Three researchers have cracked a fundamental puzzle about how our bodies defend themselves without self-destructing. American scientists Mary Brunkow and Fred Ramsdell, along with Japan’s Shimon Sakaguchi, won the 2025 Nobel Prize in Physiology or Medicine on Monday for discovering how regulatory T cells keep the immune system in check, opening doors to new autoimmune disease and cancer treatments.
The Nobel Assembly of Sweden’s Karolinska Institute medical university announced the winners in STOCKHOLM, Sweden, recognizing work that could reshape medicine. Each scientist will receive a prize sum of 11 million Swedish crowns ($1.2 million) as well as a gold medal presented by Sweden’s king. Their breakthrough explains something doctors have puzzled over for decades: how we can fight all imaginable microbes without our defenses turning against us.
What Makes These Immune Cells Special
Think of regulatory T cells as peacekeepers patrolling your body. The laureates identified these specialized T-cells that act as the immune system’s security guards, constantly keeping immune cells from attacking our own body. Without them, your defense system would be like an army that can’t tell friend from enemy.
Marie Wahren-Herlenius, a rheumatology professor at the Karolinska Institute, put it simply: “This year’s prize relates to how we keep our immune system under control so we can defend against infections and still avoid autoimmune disease.” The discoveries have laid the groundwork for understanding why some people’s bodies attack themselves while others don’t.
Meet the Scientists Who Changed Medicine
Brunkow currently works as senior programme manager at the Institute for Systems Biology in Seattle. Ramsdell serves as scientific adviser at Sonoma Biotherapeutics in San Francisco, which he co-founded, focusing on turning this research into real therapies. Sakaguchi, a professor at Osaka University in Japan, has spent decades unraveling how these cells function.
When the institute’s Thomas Perlmann managed to reach Sakaguchi by phone at his lab, the moment was electric. “He sounded incredibly grateful,” Perlmann said. The professor told reporters outside his university laboratory: “I feel it is a tremendous honour,” the Kyodo news agency reported. Perlmann noted that Sakaguchi expressed the recognition felt like a “fantastic honour” and “was quite taken” by the unexpected call.
From Lab Discovery to Patient Treatments
Here’s where it gets exciting for you: more than 200 trials on humans involving regulatory T cells were ongoing, Perlmann said after announcing the winners. These trials target everything from types of cancer to inflammatory bowel disease. The prize-awarding body emphasized in a statement that “their discoveries have completely transformed our understanding of immune control.”
Right now, specific therapies had yet to win market clearance, but researchers are racing to translate this science into treatments. Perlmann said he could only reach one of the three scientists initially to break the news. The work has created openings for addressing conditions where the immune system goes haywire—autoimmune diseases like rheumatoid arthritis, lupus, and multiple sclerosis, as well as certain cancers where immunity needs boosting.
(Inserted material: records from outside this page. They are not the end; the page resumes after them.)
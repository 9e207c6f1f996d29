//! Crash tracking, safe mode and the recovery actions available in it.
//!
//! `Clean -> Dirty` on every process start, `Dirty -> Clean` on graceful
//! exit. A start that finds the previous session still dirty counts as a
//! crash; enough consecutive crashes switch safe mode on.

use crate::atomic::{durable_copy, restrict_dir_permissions, write_atomic};
use crate::backup::{open_archive, BackupInfo, BackupManifest, APP_VERSION};
use crate::codec;
use crate::error::{Result, VaultError};
use crate::persistence::PersistenceCoordinator;
use chrono::{DateTime, Utc};
use parking_lot::Mutex;
use serde::{Deserialize, Serialize};
use std::fmt;
use std::fs;
use std::io::ErrorKind;
use std::path::{Path, PathBuf};
use tracing::{error, info, warn};

pub const DEFAULT_CRASH_THRESHOLD: u32 = 3;

#[derive(Debug, Clone, Copy, Serialize, Deserialize, PartialEq, Eq)]
#[serde(rename_all = "SCREAMING_SNAKE_CASE")]
pub enum SafeModeReason {
    Manual,
    CrashLoop,
    MigrationFailure,
    VaultCorrupt,
    #[serde(other)]
    Unknown,
}

impl SafeModeReason {
    pub fn as_str(&self) -> &'static str {
        match self {
            SafeModeReason::Manual => "MANUAL",
            SafeModeReason::CrashLoop => "CRASH_LOOP",
            SafeModeReason::MigrationFailure => "MIGRATION_FAILURE",
            SafeModeReason::VaultCorrupt => "VAULT_CORRUPT",
            SafeModeReason::Unknown => "UNKNOWN",
        }
    }
}

impl fmt::Display for SafeModeReason {
    fn fmt(&self, f: &mut fmt::Formatter<'_>) -> fmt::Result {
        f.write_str(self.as_str())
    }
}

#[derive(Debug, Clone, Serialize, Deserialize, PartialEq, Eq)]
#[serde(rename_all = "camelCase")]
pub struct RecoveryState {
    pub last_clean_exit: bool,
    pub crash_count: u32,
    pub last_crash_at: Option<DateTime<Utc>>,
    pub safe_mode_enabled: bool,
    pub safe_mode_reason: Option<SafeModeReason>,
}

impl Default for RecoveryState {
    fn default() -> Self {
        Self {
            last_clean_exit: true,
            crash_count: 0,
            last_crash_at: None,
            safe_mode_enabled: false,
            safe_mode_reason: None,
        }
    }
}

impl RecoveryState {
    pub fn enter(&mut self, reason: SafeModeReason) {
        self.safe_mode_enabled = true;
        self.safe_mode_reason = Some(reason);
    }

    pub fn exit(&mut self) {
        self.safe_mode_enabled = false;
        self.safe_mode_reason = None;
        self.crash_count = 0;
    }

    fn load(path: &Path) -> Self {
        match fs::read(path) {
            Ok(bytes) => serde_json::from_slice(&bytes).unwrap_or_else(|e| {
                warn!(path = %path.display(), error = %e, "corrupt recovery state, starting clean");
                Self::default()
            }),
            Err(e) if e.kind() == ErrorKind::NotFound => Self::default(),
            Err(e) => {
                warn!(path = %path.display(), error = %e, "cannot read recovery state, starting clean");
                Self::default()
            }
        }
    }
}

#[derive(Debug, Clone, Serialize)]
#[serde(rename_all = "camelCase")]
pub struct DatabaseDiagnostics {
    pub path: PathBuf,
    pub present: bool,
    pub size_bytes: Option<u64>,
    pub format: Option<String>,
    pub format_version: Option<u16>,
    pub format_error: Option<String>,
}

/// Support report. Contains file metadata and state only; nothing here is
/// decrypted.
#[derive(Debug, Clone, Serialize)]
#[serde(rename_all = "camelCase")]
pub struct DiagnosticsReport {
    pub app_version: String,
    pub generated_at: DateTime<Utc>,
    pub recovery: RecoveryState,
    pub database: DatabaseDiagnostics,
    pub config_present: bool,
    pub backups: Vec<BackupInfo>,
    pub defensive_copies: Vec<String>,
}

pub struct RecoveryController {
    state_path: PathBuf,
    recovery_dir: PathBuf,
    threshold: u32,
    state: Mutex<RecoveryState>,
}

impl RecoveryController {
    pub fn open(state_path: impl AsRef<Path>, recovery_dir: impl AsRef<Path>, threshold: u32) -> Self {
        let state_path = state_path.as_ref().to_path_buf();
        let state = RecoveryState::load(&state_path);
        Self {
            state_path,
            recovery_dir: recovery_dir.as_ref().to_path_buf(),
            threshold: threshold.max(1),
            state: Mutex::new(state),
        }
    }

    pub fn status(&self) -> RecoveryState {
        self.state.lock().clone()
    }

    pub fn is_safe_mode(&self) -> bool {
        self.state.lock().safe_mode_enabled
    }

    /// Mark the session dirty, counting the previous one as a crash if it
    /// never reached `mark_clean_exit`.
    pub fn record_start(&self, now: DateTime<Utc>) -> Result<RecoveryState> {
        let mut state = self.state.lock();
        if !state.last_clean_exit {
            state.crash_count += 1;
            state.last_crash_at = Some(now);
            warn!(crash_count = state.crash_count, "previous session did not exit cleanly");
            if state.crash_count >= self.threshold && !state.safe_mode_enabled {
                state.enter(SafeModeReason::CrashLoop);
                error!(crash_count = state.crash_count, "crash loop detected; entering safe mode");
            }
        }
        state.last_clean_exit = false;
        self.persist(&state)?;
        Ok(state.clone())
    }

    pub fn mark_clean_exit(&self) -> Result<()> {
        let mut state = self.state.lock();
        state.last_clean_exit = true;
        state.crash_count = 0;
        self.persist(&state)
    }

    pub fn enter_safe_mode(&self, reason: SafeModeReason) -> Result<()> {
        let mut state = self.state.lock();
        state.enter(reason);
        warn!(reason = %reason, "safe mode entered");
        self.persist(&state)
    }

    pub fn exit_safe_mode(&self) -> Result<()> {
        let mut state = self.state.lock();
        if !state.safe_mode_enabled {
            return Ok(());
        }
        state.exit();
        info!("safe mode cleared");
        self.persist(&state)
    }

    /// Replace the primary database with the blob from a backup archive.
    ///
    /// The archive is fully validated, and while a session is open its key
    /// fingerprint must match the session key, before the current file is
    /// copied aside and replaced.
    pub fn restore_from_backup(
        &self,
        coordinator: &PersistenceCoordinator,
        archive_path: &Path,
    ) -> Result<BackupManifest> {
        let archive = open_archive(archive_path)?;
        match coordinator.key_fingerprint() {
            Some(current) if current != archive.manifest.encryption.key_fingerprint => {
                return Err(VaultError::RestoreFailed(
                    "backup was sealed under a different encryption key".into(),
                ));
            }
            Some(_) => {}
            None => warn!("restoring while locked; key match is checked on next unlock"),
        }

        let copy = self.defensive_copy(coordinator.db_path(), "pre-restore")?;
        coordinator.replace_primary(&archive.blob)?;
        info!(
            archive = %archive_path.display(),
            defensive_copy = ?copy,
            "database restored from backup"
        );
        Ok(archive.manifest)
    }

    /// Delete the primary database after copying it aside.
    pub fn reset_database(&self, coordinator: &PersistenceCoordinator) -> Result<Option<PathBuf>> {
        let copy = self.defensive_copy(coordinator.db_path(), "pre-reset")?;
        coordinator.discard_primary()?;
        warn!(defensive_copy = ?copy, "primary database reset");
        Ok(copy)
    }

    /// Copy `source` into the recovery directory as
    /// `<file>.<label>-<timestamp>`. Returns `None` when there is nothing to
    /// copy.
    pub fn defensive_copy(&self, source: &Path, label: &str) -> Result<Option<PathBuf>> {
        if !source.exists() {
            return Ok(None);
        }
        fs::create_dir_all(&self.recovery_dir).map_err(VaultError::restore)?;
        restrict_dir_permissions(&self.recovery_dir);
        let file_name = source
            .file_name()
            .map(|n| n.to_string_lossy().into_owned())
            .unwrap_or_else(|| "vault.db.enc".to_string());
        let dest = self.recovery_dir.join(format!(
            "{file_name}.{label}-{}",
            Utc::now().format("%Y%m%dT%H%M%S%.3fZ")
        ));
        durable_copy(source, &dest).map_err(VaultError::restore)?;
        info!(dest = %dest.display(), "defensive copy written");
        Ok(Some(dest))
    }

    pub fn defensive_copies(&self) -> Vec<String> {
        let mut names: Vec<String> = fs::read_dir(&self.recovery_dir)
            .map(|entries| {
                entries
                    .flatten()
                    .map(|e| e.file_name().to_string_lossy().into_owned())
                    .collect()
            })
            .unwrap_or_default();
        names.sort();
        names
    }

    pub fn diagnostics(&self, db_path: &Path, config_path: &Path, backups: Vec<BackupInfo>) -> DiagnosticsReport {
        DiagnosticsReport {
            app_version: APP_VERSION.to_string(),
            generated_at: Utc::now(),
            recovery: self.status(),
            database: inspect_database(db_path),
            config_present: config_path.exists(),
            backups,
            defensive_copies: self.defensive_copies(),
        }
    }

    pub fn export_diagnostics(&self, report: &DiagnosticsReport, dest: &Path) -> Result<()> {
        write_atomic(dest, &serde_json::to_vec_pretty(report)?)?;
        info!(dest = %dest.display(), "diagnostics exported");
        Ok(())
    }

    fn persist(&self, state: &RecoveryState) -> Result<()> {
        write_atomic(&self.state_path, &serde_json::to_vec_pretty(state)?)?;
        Ok(())
    }
}

fn inspect_database(path: &Path) -> DatabaseDiagnostics {
    let mut diag = DatabaseDiagnostics {
        path: path.to_path_buf(),
        present: false,
        size_bytes: None,
        format: None,
        format_version: None,
        format_error: None,
    };
    match fs::read(path) {
        Ok(blob) => {
            diag.present = true;
            diag.size_bytes = Some(blob.len() as u64);
            match codec::inspect(&blob) {
                Ok(info) => {
                    diag.format = Some(format!("{:?}", info.format));
                    diag.format_version = Some(info.format.version());
                }
                Err(e) => diag.format_error = Some(e.to_string()),
            }
        }
        Err(e) if e.kind() == ErrorKind::NotFound => {}
        Err(e) => diag.format_error = Some(e.to_string()),
    }
    diag
}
The Bigger Picture of Nobel Recognition
Alfred Nobel, the Swedish inventor of dynamite and wealthy businessman, established these awards through his will. They have been awarded since 1901 to honor outstanding contributions in science, literature, and peace, with interruptions mainly during the World Wars. The economics prize was added later and gets funded by Sweden’s central bank, the Riksbank.
In accordance with tradition, the award for Medicine kicks off the annual Nobels—arguably the most prestigious prizes in science, literature, peace, and economics. Winners are selected by expert committees from various institutions. All prizes get awarded in Stockholm, except for the Peace Prize, which goes to Oslo, a possible legacy of the political union between Sweden and Norway during Nobel’s lifetime.
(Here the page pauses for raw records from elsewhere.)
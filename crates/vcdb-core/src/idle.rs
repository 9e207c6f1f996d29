use chrono::{DateTime, Duration, Utc};
use parking_lot::Mutex;

/// Last user activity, for the idle auto-lock.
#[derive(Debug)]
pub struct IdleTracker {
    last_activity: Mutex<DateTime<Utc>>,
}

impl IdleTracker {
    pub fn new(now: DateTime<Utc>) -> Self {
        Self {
            last_activity: Mutex::new(now),
        }
    }

    pub fn touch(&self, now: DateTime<Utc>) {
        let mut last = self.last_activity.lock();
        if now > *last {
            *last = now;
        }
    }

    pub fn last_activity(&self) -> DateTime<Utc> {
        *self.last_activity.lock()
    }

    /// A zero timeout never expires.
    pub fn expired(&self, now: DateTime<Utc>, timeout_minutes: u32) -> bool {
        timeout_minutes > 0
            && now.signed_duration_since(self.last_activity())
                >= Duration::minutes(i64::from(timeout_minutes))
    }
}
Standing on the Shoulders of Giants
Past recipients of the Nobel Prize in Physiology or Medicine include renowned scientists such as Alexander Fleming, who shared the 1945 award for discovering penicillin—still one of medicine’s game-changers. In recent years, the prize has recognized major breakthroughs, including those that enabled development of COVID-19 vaccines, which saved millions during the pandemic.
Last year’s medicine prize went to U.S. scientists Victor Ambros and Gary Ruvkun for their discovery of microRNA and its key role in how multicellular organisms grow and live, helping explain how cells specialise into different types. Each year builds on previous work, showing how science progresses through collaboration and persistence.
What Happens Next
More than a century after their inception, Nobel Prizes remain steeped in tradition. The awards culminate in ceremonies attended by royal families of Sweden and Norway, followed by lavish banquets held on December 10—the anniversary of Alfred Nobel’s death. Winners dress in formal attire, give speeches, and join an exclusive club of humanity’s greatest minds.
The remainder of this year’s prizes will be announced over the coming days, continuing this first week of the Nobel season. Physics comes Tuesday, chemistry Wednesday, literature Thursday, and the Peace Prize Friday. Each announcement brings fresh excitement to Stockholm and the global scientific community, celebrating human curiosity and breakthrough thinking that pushes our understanding forward.